Penso ser importante percebermos que tem havido uma confusão quando se fala em vocação, trabalho e identidade. Vamos primeiramente tentar entender melhor isso.
A compreensão de trabalho foi afetada desde a queda, que passou a ser visto como maldição. Desde os gregos que se tem disseminado a falácia de que “a vida maravilhosa é a vida sem trabalho” e ainda que a “vida contemplativa é mais importante que a vida ativa”. Essa era a ideia que Aristóteles defendia em sua filosofia e mais tarde esse pensamento foi adotado por alguns cristãos, incluindo São Tomás de Aquino que reforçou essa ideia usando a história de Marta e Maria, como se Jesus tivesse valorizado mais a postura contemplativa de Maria do que os esforços necessários de Marta.

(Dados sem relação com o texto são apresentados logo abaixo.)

//! The composition surface for building cache pipelines

use std::fmt;
use std::future::Future;
use std::hash::Hash;
use std::sync::Arc;

use async_trait::async_trait;

use crate::cache::Cache;
use crate::compose::Composed;
use crate::error::{CacheError, CacheResult};
use crate::fetch::{FetchFn, Fetcher, FetcherCache};
use crate::inflight::ReuseInflight;
use crate::topology::Topology;
use crate::transform::{KeyTransform, ValueFetchTransform, ValueTransform};

/// A cheaply clonable pipeline of caches
///
/// Wraps any [`Cache`] implementation and offers the combinators that build
/// pipelines: [`compose`](CacheHandle::compose),
/// [`reuse_inflight`](CacheHandle::reuse_inflight),
/// [`key_transform`](CacheHandle::key_transform), and the value transforms.
/// Every combinator returns a new handle implementing the same contract, so
/// pipelines nest arbitrarily deep.
///
/// The handle tracks which base caches the pipeline was built from. Base
/// identity follows the shared allocation: handles cloned from one handle
/// (or built with [`from_arc`](CacheHandle::from_arc) over one `Arc`) refer
/// to the same base cache, which is what lets `compose` reject circular
/// pipelines at construction time.
pub struct CacheHandle<K, V> {
    inner: Arc<dyn Cache<K, V>>,
    topology: Topology,
    coalesced: bool,
}

impl<K, V> Clone for CacheHandle<K, V> {
    fn clone(&self) -> Self {
        Self {
            inner: Arc::clone(&self.inner),
            topology: self.topology.clone(),
            coalesced: self.coalesced,
        }
    }
}

impl<K, V> fmt::Debug for CacheHandle<K, V> {
    fn fmt(&self, f: &mut fmt::Formatter<'_>) -> fmt::Result {
        f.debug_struct("CacheHandle")
            .field("inner", &self.inner)
            .field("topology", &self.topology)
            .finish_non_exhaustive()
    }
}

impl<K, V> CacheHandle<K, V>
where
    K: Clone + Eq + Hash + Send + Sync + 'static,
    V: Clone + Send + Sync + 'static,
{
    /// Wraps a cache implementation in a handle.
    pub fn new<C>(cache: C) -> Self
    where
        C: Cache<K, V> + 'static,
    {
        Self::from_arc(Arc::new(cache))
    }

    /// Wraps an already shared cache.
    ///
    /// Handles built from clones of the same `Arc` count as the same base
    /// cache for cycle detection.
    pub fn from_arc<C>(cache: Arc<C>) -> Self
    where
        C: Cache<K, V> + 'static,
    {
        let inner: Arc<dyn Cache<K, V>> = cache;
        let topology = Topology::leaf(&inner);
        Self {
            inner,
            topology,
            coalesced: false,
        }
    }

    /// Wraps a [`Fetcher`] as a read-only pipeline stage.
    pub fn from_fetcher<F>(fetcher: F) -> Self
    where
        F: Fetcher<K, V> + 'static,
    {
        Self::new(FetcherCache::new(fetcher))
    }

    /// Wraps an async closure as a read-only pipeline stage.
    pub fn from_fn<F, Fut>(fetch: F) -> Self
    where
        F: Fn(K) -> Fut + Send + Sync + 'static,
        Fut: Future<Output = CacheResult<Option<V>>> + Send + 'static,
    {
        Self::new(FetchFn::new(fetch))
    }

    /// Chains this cache in front of `fallback`.
    ///
    /// `get` prefers this cache and populates it from `fallback` on a miss;
    /// mutations fan out to both sides concurrently with failures
    /// aggregated.
    ///
    /// Fails with a configuration error when the combined pipeline would
    /// reach any base cache through more than one path, including composing
    /// a cache with itself through an arbitrary chain of transforms,
    /// coalescers, and other composes. Nothing is constructed on failure.
    pub fn compose(self, fallback: CacheHandle<K, V>) -> CacheResult<CacheHandle<K, V>> {
        let topology = Topology::node(vec![self.topology, fallback.topology]);
        if topology.has_duplicate_leaves() {
            return Err(CacheError::configuration(
                "cache creates a circular reference",
            ));
        }

        let inner: Arc<dyn Cache<K, V>> =
            Arc::new(Composed::new(self.inner, fallback.inner));
        Ok(CacheHandle {
            inner,
            topology,
            coalesced: false,
        })
    }

    /// Alias for [`compose`](CacheHandle::compose).
    pub fn plus(self, fallback: CacheHandle<K, V>) -> CacheResult<CacheHandle<K, V>> {
        self.compose(fallback)
    }

    /// Deduplicates concurrent `get` calls for the same key.
    ///
    /// At most one concurrent `get` per key reaches the wrapped pipeline;
    /// every concurrent caller receives the same result. Mutations pass
    /// through unchanged.
    ///
    /// Fails with a configuration error when applied directly on an
    /// already-coalesced handle, since stacking the coalescer on itself is
    /// meaningless and signals a usage mistake.
    pub fn reuse_inflight(self) -> CacheResult<CacheHandle<K, V>> {
        if self.coalesced {
            return Err(CacheError::configuration(
                "get calls are already coalesced; remove the extra reuse_inflight",
            ));
        }

        let topology = Topology::node(vec![self.topology]);
        let inner: Arc<dyn Cache<K, V>> = Arc::new(ReuseInflight::new(self.inner));
        Ok(CacheHandle {
            inner,
            topology,
            coalesced: true,
        })
    }

    /// Presents the pipeline under a different key type.
    ///
    /// `map` translates every outer key before delegating; returning `None`
    /// makes the operation fail with a validation error. `evict_all` needs
    /// no key and delegates unchanged.
    pub fn key_transform<K2, F>(self, map: F) -> CacheHandle<K2, V>
    where
        K2: Clone + Eq + Hash + Send + Sync + 'static,
        F: Fn(&K2) -> Option<K> + Send + Sync + 'static,
    {
        let topology = Topology::node(vec![self.topology]);
        let inner: Arc<dyn Cache<K2, V>> =
            Arc::new(KeyTransform::new(self.inner, Arc::new(map)));
        CacheHandle {
            inner,
            topology,
            coalesced: false,
        }
    }

    /// Presents the pipeline under a different value type, two-way.
    ///
    /// `map` is applied to values read out, `unmap` to values written in;
    /// eviction passes straight through. Transform errors propagate
    /// uncaught.
    pub fn value_transform<V2, F, G>(self, map: F, unmap: G) -> CacheHandle<K, V2>
    where
        V2: Clone + Send + Sync + 'static,
        F: Fn(V) -> CacheResult<V2> + Send + Sync + 'static,
        G: Fn(V2) -> CacheResult<V> + Send + Sync + 'static,
    {
        let topology = Topology::node(vec![self.topology]);
        let inner: Arc<dyn Cache<K, V2>> =
            Arc::new(ValueTransform::new(self.inner, Arc::new(map), Arc::new(unmap)));
        CacheHandle {
            inner,
            topology,
            coalesced: false,
        }
    }

    /// Presents the pipeline under a different value type, one-way.
    ///
    /// The result is read-only: `get` maps values out, mutators are defined
    /// no-ops per the fetcher contract.
    pub fn value_transform_fetch<V2, F>(self, map: F) -> CacheHandle<K, V2>
    where
        V2: Clone + Send + Sync + 'static,
        F: Fn(V) -> CacheResult<V2> + Send + Sync + 'static,
    {
        let topology = Topology::node(vec![self.topology]);
        let inner: Arc<dyn Cache<K, V2>> =
            Arc::new(ValueFetchTransform::new(self.inner, Arc::new(map)));
        CacheHandle {
            inner,
            topology,
            coalesced: false,
        }
    }
}

#[async_trait]
impl<K, V> Cache<K, V> for CacheHandle<K, V>
where
    K: Clone + Eq + Hash + Send + Sync + 'static,
    V: Clone + Send + Sync + 'static,
{
    async fn get(&self, key: &K) -> CacheResult<Option<V>> {
        self.inner.get(key).await
    }

    async fn set(&self, key: K, value: V) -> CacheResult<()> {
        self.inner.set(key, value).await
    }

    async fn evict(&self, key: &K) -> CacheResult<()> {
        self.inner.evict(key).await
    }

    async fn evict_all(&self) -> CacheResult<()> {
        self.inner.evict_all().await
    }
}
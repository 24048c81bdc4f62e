//! Coalescing of concurrent `get` calls for the same key

use std::collections::HashMap;
use std::fmt;
use std::hash::Hash;
use std::sync::atomic::{AtomicU64, Ordering};
use std::sync::{Arc, Mutex, MutexGuard, PoisonError};

use async_trait::async_trait;
use futures::FutureExt;
use futures::future::{BoxFuture, Shared, WeakShared};
use tracing::debug;

use crate::cache::Cache;
use crate::error::CacheResult;

type GetFuture<V> = BoxFuture<'static, CacheResult<Option<V>>>;

struct InflightEntry<V> {
    generation: u64,
    task: WeakShared<GetFuture<V>>,
}

type Registry<K, V> = Arc<Mutex<HashMap<K, InflightEntry<V>>>>;

/// Wrapper ensuring at most one concurrent `get` per key reaches the inner
/// cache, with every concurrent caller receiving the same result
///
/// The registry holds the in-flight fetch weakly: waiters keep the shared
/// future alive, and a guard inside the fetch removes the entry on every
/// exit path, so neither completion, failure, nor cancellation can leave a
/// stale entry that would wedge later callers. Mutations pass straight
/// through; only `get` is coalesced.
pub(crate) struct ReuseInflight<K, V> {
    inner: Arc<dyn Cache<K, V>>,
    registry: Registry<K, V>,
    generation: AtomicU64,
}

impl<K, V> ReuseInflight<K, V> {
    pub(crate) fn new(inner: Arc<dyn Cache<K, V>>) -> Self {
        Self {
            inner,
            registry: Arc::new(Mutex::new(HashMap::new())),
            generation: AtomicU64::new(0),
        }
    }
}

impl<K, V> fmt::Debug for ReuseInflight<K, V> {
    fn fmt(&self, f: &mut fmt::Formatter<'_>) -> fmt::Result {
        f.debug_struct("ReuseInflight")
            .field("inner", &self.inner)
            .finish_non_exhaustive()
    }
}

fn lock<T>(mutex: &Mutex<T>) -> MutexGuard<'_, T> {
    mutex.lock().unwrap_or_else(PoisonError::into_inner)
}

/// Removes the registry entry when the fetch finishes or is dropped.
///
/// The generation check keeps a late-running guard from evicting a successor
/// entry registered after this fetch was cancelled.
struct InflightGuard<K, V>
where
    K: Eq + Hash,
{
    registry: Registry<K, V>,
    key: Option<K>,
    generation: u64,
}

impl<K, V> Drop for InflightGuard<K, V>
where
    K: Eq + Hash,
{
    fn drop(&mut self) {
        if let Some(key) = self.key.take() {
            let mut registry = lock(&self.registry);
            let matches = registry
                .get(&key)
                .is_some_and(|entry| entry.generation == self.generation);
            if matches {
                registry.remove(&key);
            }
        }
    }
}

impl<K, V> ReuseInflight<K, V>
where
    K: Clone + Eq + Hash + Send + Sync + 'static,
    V: Clone + Send + Sync + 'static,
{
    /// Joins the in-flight fetch for `key`, starting one if none is live.
    fn attach(&self, key: &K) -> Shared<GetFuture<V>> {
        let mut registry = lock(&self.registry);

        if let Some(task) = registry.get(key).and_then(|entry| entry.task.upgrade()) {
            debug!("joining in-flight get");
            return task;
        }

        let generation = self.generation.fetch_add(1, Ordering::Relaxed);
        let inner = Arc::clone(&self.inner);
        let cleanup_registry = Arc::clone(&self.registry);
        let owned_key = key.clone();

        let task = async move {
            let _cleanup = InflightGuard {
                registry: cleanup_registry,
                key: Some(owned_key.clone()),
                generation,
            };
            inner.get(&owned_key).await
        }
        .boxed()
        .shared();

        if let Some(weak) = task.downgrade() {
            registry.insert(key.clone(), InflightEntry { generation, task: weak });
        }

        task
    }
}

#[async_trait]
impl<K, V> Cache<K, V> for ReuseInflight<K, V>
where
    K: Clone + Eq + Hash + Send + Sync + 'static,
    V: Clone + Send + Sync + 'static,
{
    async fn get(&self, key: &K) -> CacheResult<Option<V>> {
        self.attach(key).await
    }

    async fn set(&self, key: K, value: V) -> CacheResult<()> {
        self.inner.set(key, value).await
    }

    async fn evict(&self, key: &K) -> CacheResult<()> {
        self.inner.evict(key).await
    }

    async fn evict_all(&self) -> CacheResult<()> {
        self.inner.evict_all().await
    }
}

#[cfg(test)]
mod tests {
    use super::*;
    use std::time::Duration;

    use crate::cache::mock::MockStore;
    use crate::error::CacheError;
    use crate::handle::CacheHandle;

    type Store = MockStore<String, String>;

    fn coalesced(store: Store) -> (Arc<Store>, CacheHandle<String, String>) {
        let store = Arc::new(store);
        let handle = CacheHandle::from_arc(store.clone())
            .reuse_inflight()
            .unwrap();
        (store, handle)
    }

    fn key(s: &str) -> String {
        s.to_string()
    }

    #[tokio::test(start_paused = true)]
    async fn test_concurrent_gets_share_one_underlying_call() {
        let (store, cache) = coalesced(
            Store::new()
                .with_entry(key("k"), key("v"))
                .with_get_delay(Duration::from_millis(100)),
        );

        let k = key("k");
        let (first, second, third) =
            tokio::join!(cache.get(&k), cache.get(&k), cache.get(&k));

        assert_eq!(store.get_calls(), 1);
        assert_eq!(first.unwrap(), Some(key("v")));
        assert_eq!(second.unwrap(), Some(key("v")));
        assert_eq!(third.unwrap(), Some(key("v")));
    }

    #[tokio::test]
    async fn test_get_after_completion_starts_fresh() {
        let (store, cache) = coalesced(Store::new().with_entry(key("k"), key("v")));

        cache.get(&key("k")).await.unwrap();
        cache.get(&key("k")).await.unwrap();

        assert_eq!(store.get_calls(), 2);
    }

    #[tokio::test(start_paused = true)]
    async fn test_distinct_keys_are_not_coalesced() {
        let (store, cache) = coalesced(
            Store::new()
                .with_entry(key("a"), key("1"))
                .with_entry(key("b"), key("2"))
                .with_get_delay(Duration::from_millis(100)),
        );

        let a = key("a");
        let b = key("b");
        let (first, second) = tokio::join!(cache.get(&a), cache.get(&b));

        assert_eq!(store.get_calls(), 2);
        assert_eq!(first.unwrap(), Some(key("1")));
        assert_eq!(second.unwrap(), Some(key("2")));
    }

    #[tokio::test(start_paused = true)]
    async fn test_failure_is_shared_and_registry_recovers() {
        let (store, cache) = coalesced(
            Store::new()
                .with_get_error("backend down")
                .with_get_delay(Duration::from_millis(100)),
        );

        let k = key("k");
        let (first, second) = tokio::join!(cache.get(&k), cache.get(&k));

        assert_eq!(store.get_calls(), 1);
        assert_eq!(first.unwrap_err().to_string(), "store error: backend down");
        assert_eq!(second.unwrap_err().to_string(), "store error: backend down");

        // The failed entry was removed; a later call issues a fresh fetch.
        let error = cache.get(&key("k")).await.unwrap_err();
        assert!(matches!(error, CacheError::Store { .. }));
        assert_eq!(store.get_calls(), 2);
    }

    #[tokio::test(start_paused = true)]
    async fn test_cancelled_fetch_does_not_wedge_later_callers() {
        let (store, cache) = coalesced(
            Store::new()
                .with_entry(key("k"), key("v"))
                .with_get_delay(Duration::from_millis(200)),
        );

        let k = key("k");
        tokio::select! {
            _ = cache.get(&k) => panic!("get should still be in flight"),
            _ = tokio::time::sleep(Duration::from_millis(50)) => {}
        }

        // The cancelled fetch cleaned up after itself.
        let value = cache.get(&key("k")).await.unwrap();
        assert_eq!(value, Some(key("v")));
        assert_eq!(store.get_calls(), 2);
    }

    #[tokio::test(start_paused = true)]
    async fn test_remaining_waiter_survives_sibling_drop() {
        let (store, cache) = coalesced(
            Store::new()
                .with_entry(key("k"), key("v"))
                .with_get_delay(Duration::from_millis(200)),
        );

        let survivor = {
            let cache = cache.clone();
            tokio::spawn(async move { cache.get(&key("k")).await })
        };
        tokio::task::yield_now().await;

        // A second waiter joins the same fetch, then drops out mid-flight.
        let k = key("k");
        tokio::select! {
            _ = cache.get(&k) => panic!("get should still be in flight"),
            _ = tokio::time::sleep(Duration::from_millis(50)) => {}
        }

        // The surviving waiter kept the fetch alive and got the value.
        let value = survivor.await.unwrap().unwrap();
        assert_eq!(value, Some(key("v")));
        assert_eq!(store.get_calls(), 1);
    }

    #[tokio::test]
    async fn test_mutations_pass_through() {
        let (store, cache) = coalesced(Store::new());

        cache.set(key("k"), key("v")).await.unwrap();
        assert_eq!(store.entry(&key("k")), Some(key("v")));

        cache.evict(&key("k")).await.unwrap();
        assert_eq!(store.entry(&key("k")), None);

        cache.evict_all().await.unwrap();
        assert_eq!(store.evict_all_calls(), 1);
    }

    #[tokio::test]
    async fn test_stacking_the_coalescer_fails_fast() {
        let (_, cache) = coalesced(Store::new());

        let error = cache.reuse_inflight().unwrap_err();
        assert!(matches!(error, CacheError::Configuration { .. }));
    }
}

A Igreja também abraçou essa dicotomia separando o trabalho sacerdotal do trabalho secular. A ênfase dessa dicotomia é que o trabalho que realmente importava era o trabalho do clérigo, dos sacerdotes enquanto os demais trabalhos não eram importantes pois dizia respeito apenas a essa vida humana e terrena. Somente na Reforma Protestante esse pensamento foi corrigido. Os reformadores do século XVI resgataram a ideia de que todo trabalho que seria responder a ordenança divina e re-conceituaram o trabalho “mundano” como um dever que beneficia não apenas o indivíduo, mas também a sociedade como um todo. “A dona de casa trocando a fralda do seu bebê, agrada tanto a Deus quanto o papa fazendo uma oração”, disse Martinho Lutero.
Foi a partir da Reforma Protestante que o conceito de vocação que anteriormente se aplicava apenas aos sacerdotes foi integrado à ideia do trabalho e a dicotomia entre “sagrado” e “secular” foi sendo tratada pelos reformadores e mais tarde os puritanos. Estes não concebiam o trabalho como algo à parte do contexto espiritual e moral e consideravam como trabalho digno todo serviço realizado a Deus e ao homem. Daí veio a concepção de que para o cristão nada é secular, tudo é espiritual.
A modernidade e a era industrial nos distanciou dessas verdades e sem dúvida a era do humanismo, em que o homem é “fim e a medida de todas as coisas”, afetou novamente o conceito do trabalho. Agora, o que antes era um meio dos homens glorificarem a Deus, passou a ser a sua identidade.
O trabalho foi criado por Deus para o exercício do homem. O trabalho não é o fator definidor da nossa identidade. A cosmovisão mundana nos obriga a pensar que “se eu não tenho uma profissão ou trabalho remunerado eu não sou ninguém, não tenho realização, se eu não tenho uma realização eu não tenho uma identidade”.
Na perspectiva do Evangelho a Vocação de Deus sim tem a ver com a minha identidade. Profissão, trabalho não são a nossa identidade. Quem eu sou? Eu sou um indivíduo criado por Deus para viver para a sua glória. Essa definição está esclarecida na resposta da primeira pergunta de nosso Catecismo Maior de Westminster: 1) Qual o fim principal do homem? Glorificar a Deus e gozá-lo para sempre.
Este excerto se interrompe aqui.